Available data START

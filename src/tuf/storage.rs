// src/tuf/storage.rs
// Durable trust state for one repository: a directory of metadata files.

use crate::error::TufError;
use std::fs;
use std::io::ErrorKind;
use std::path::{Path, PathBuf};

#[derive(Debug, Clone)]
pub struct FileStorage {
    root: PathBuf,
}

impl FileStorage {
    /// Binds to `root`, creating it (and parents) if missing.
    pub fn new(root: impl Into<PathBuf>) -> Result<Self, TufError> {
        let root = root.into();
        fs::create_dir_all(&root).map_err(|source| TufError::Storage { path: root.clone(), source })?;
        Ok(FileStorage { root })
    }

    pub fn path(&self) -> &Path {
        &self.root
    }

    pub fn read(&self, key: &str) -> Result<Option<Vec<u8>>, TufError> {
        let path = self.root.join(key);
        match fs::read(&path) {
            Ok(bytes) => Ok(Some(bytes)),
            Err(e) if e.kind() == ErrorKind::NotFound => Ok(None),
            Err(source) => Err(TufError::Storage { path, source }),
        }
    }

    pub fn write(&self, key: &str, bytes: &[u8]) -> Result<(), TufError> {
        let path = self.root.join(key);
        fs::write(&path, bytes).map_err(|source| TufError::Storage { path, source })
    }

    pub fn delete(&self, key: &str) -> Result<(), TufError> {
        let path = self.root.join(key);
        match fs::remove_file(&path) {
            Ok(()) => Ok(()),
            Err(e) if e.kind() == ErrorKind::NotFound => Ok(()),
            Err(source) => Err(TufError::Storage { path, source }),
        }
    }
}

#[cfg(test)]
mod tests {
    use super::*;
    use tempfile::tempdir;

    #[test]
    fn creates_directory_and_round_trips_keys() {
        let dir = tempdir().unwrap();
        let storage = FileStorage::new(dir.path().join("a/b")).unwrap();
        assert!(storage.path().is_dir());

        assert_eq!(storage.read("root.json").unwrap(), None);
        storage.write("root.json", b"{}").unwrap();
        assert_eq!(storage.read("root.json").unwrap().as_deref(), Some(&b"{}"[..]));
        storage.delete("root.json").unwrap();
        storage.delete("root.json").unwrap();
        assert_eq!(storage.read("root.json").unwrap(), None);
    }

    #[test]
    fn existing_directory_is_fine() {
        let dir = tempdir().unwrap();
        FileStorage::new(dir.path()).unwrap();
        FileStorage::new(dir.path()).unwrap();
    }
}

Available data END

§ **Directions for this task**
Your reply should repeat the entries above in full, with every character intact.

§ **Expected answer**
filename src/tuf/storage.rs
// src/tuf/storage.rs
// Durable trust state for one repository: a directory of metadata files.

use crate::error::TufError;
use std::fs;
use std::io::ErrorKind;
use std::path::{Path, PathBuf};

#[derive(Debug, Clone)]
pub struct FileStorage {
    root: PathBuf,
}

impl FileStorage {
    /// Binds to `root`, creating it (and parents) if missing.
    pub fn new(root: impl Into<PathBuf>) -> Result<Self, TufError> {
        let root = root.into();
        fs::create_dir_all(&root).map_err(|source| TufError::Storage { path: root.clone(), source })?;
        Ok(FileStorage { root })
    }

    pub fn path(&self) -> &Path {
        &self.root
    }

    pub fn read(&self, key: &str) -> Result<Option<Vec<u8>>, TufError> {
        let path = self.root.join(key);
        match fs::read(&path) {
            Ok(bytes) => Ok(Some(bytes)),
            Err(e) if e.kind() == ErrorKind::NotFound => Ok(None),
            Err(source) => Err(TufError::Storage { path, source }),
        }
    }

    pub fn write(&self, key: &str, bytes: &[u8]) -> Result<(), TufError> {
        let path = self.root.join(key);
        fs::write(&path, bytes).map_err(|source| TufError::Storage { path, source })
    }

    pub fn delete(&self, key: &str) -> Result<(), TufError> {
        let path = self.root.join(key);
        match fs::remove_file(&path) {
            Ok(()) => Ok(()),
            Err(e) if e.kind() == ErrorKind::NotFound => Ok(()),
            Err(source) => Err(TufError::Storage { path, source }),
        }
    }
}

#[cfg(test)]
mod tests {
    use super::*;
    use tempfile::tempdir;

    #[test]
    fn creates_directory_and_round_trips_keys() {
        let dir = tempdir().unwrap();
        let storage = FileStorage::new(dir.path().join("a/b")).unwrap();
        assert!(storage.path().is_dir());

        assert_eq!(storage.read("root.json").unwrap(), None);
        storage.write("root.json", b"{}").unwrap();
        assert_eq!(storage.read("root.json").unwrap().as_deref(), Some(&b"{}"[..]));
        storage.delete("root.json").unwrap();
        storage.delete("root.json").unwrap();
        assert_eq!(storage.read("root.json").unwrap(), None);
    }

    #[test]
    fn existing_directory_is_fine() {
        let dir = tempdir().unwrap();
        FileStorage::new(dir.path()).unwrap();
        FileStorage::new(dir.path()).unwrap();
    }
}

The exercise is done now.